THE TASK. Within the entries below, every line containing "Mutex" is to be copied.

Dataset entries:
______________________________
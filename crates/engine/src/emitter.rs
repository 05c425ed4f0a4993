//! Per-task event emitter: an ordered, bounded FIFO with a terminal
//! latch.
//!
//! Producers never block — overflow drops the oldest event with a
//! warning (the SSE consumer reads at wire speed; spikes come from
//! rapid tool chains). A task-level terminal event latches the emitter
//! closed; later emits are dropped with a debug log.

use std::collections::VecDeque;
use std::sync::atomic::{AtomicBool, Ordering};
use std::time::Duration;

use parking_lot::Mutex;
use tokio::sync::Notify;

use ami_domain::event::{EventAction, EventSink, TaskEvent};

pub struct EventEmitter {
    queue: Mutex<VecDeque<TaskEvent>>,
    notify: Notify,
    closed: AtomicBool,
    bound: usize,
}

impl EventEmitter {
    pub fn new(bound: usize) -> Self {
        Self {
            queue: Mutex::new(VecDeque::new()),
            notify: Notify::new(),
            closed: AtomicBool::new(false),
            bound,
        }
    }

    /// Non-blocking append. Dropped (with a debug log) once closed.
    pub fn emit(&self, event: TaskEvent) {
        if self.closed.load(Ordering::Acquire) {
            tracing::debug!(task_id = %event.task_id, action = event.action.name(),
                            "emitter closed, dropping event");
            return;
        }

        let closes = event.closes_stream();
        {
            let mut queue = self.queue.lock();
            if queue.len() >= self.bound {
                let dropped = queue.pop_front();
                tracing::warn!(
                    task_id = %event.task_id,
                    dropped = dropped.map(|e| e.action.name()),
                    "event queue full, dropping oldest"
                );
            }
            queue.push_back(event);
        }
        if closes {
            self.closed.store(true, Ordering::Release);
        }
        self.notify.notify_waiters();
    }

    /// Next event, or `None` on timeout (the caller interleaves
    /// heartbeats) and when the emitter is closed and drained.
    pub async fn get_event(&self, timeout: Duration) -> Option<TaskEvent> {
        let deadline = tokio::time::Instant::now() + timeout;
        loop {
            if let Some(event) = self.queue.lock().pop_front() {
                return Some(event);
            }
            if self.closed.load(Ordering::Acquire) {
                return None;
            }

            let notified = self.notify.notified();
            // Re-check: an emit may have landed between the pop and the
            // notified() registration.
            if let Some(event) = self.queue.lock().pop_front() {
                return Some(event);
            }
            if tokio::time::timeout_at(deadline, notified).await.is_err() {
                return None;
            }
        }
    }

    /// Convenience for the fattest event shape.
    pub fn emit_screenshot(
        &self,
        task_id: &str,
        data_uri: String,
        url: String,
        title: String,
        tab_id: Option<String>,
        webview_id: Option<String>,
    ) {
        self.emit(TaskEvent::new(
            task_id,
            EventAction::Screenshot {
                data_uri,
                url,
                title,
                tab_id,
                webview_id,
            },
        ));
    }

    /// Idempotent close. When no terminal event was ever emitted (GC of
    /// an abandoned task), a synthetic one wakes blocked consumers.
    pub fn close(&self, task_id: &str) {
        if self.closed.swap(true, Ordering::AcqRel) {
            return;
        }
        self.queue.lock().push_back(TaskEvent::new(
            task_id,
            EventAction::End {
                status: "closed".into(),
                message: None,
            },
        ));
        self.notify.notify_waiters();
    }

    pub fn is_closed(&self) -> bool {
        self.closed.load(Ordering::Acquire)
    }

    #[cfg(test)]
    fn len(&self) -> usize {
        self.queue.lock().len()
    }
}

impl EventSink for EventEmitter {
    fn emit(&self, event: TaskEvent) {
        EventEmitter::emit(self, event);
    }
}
______________________________
EXERCISE RESPONSE.
use parking_lot::Mutex;
    queue: Mutex<VecDeque<TaskEvent>>,
            queue: Mutex::new(VecDeque::new()),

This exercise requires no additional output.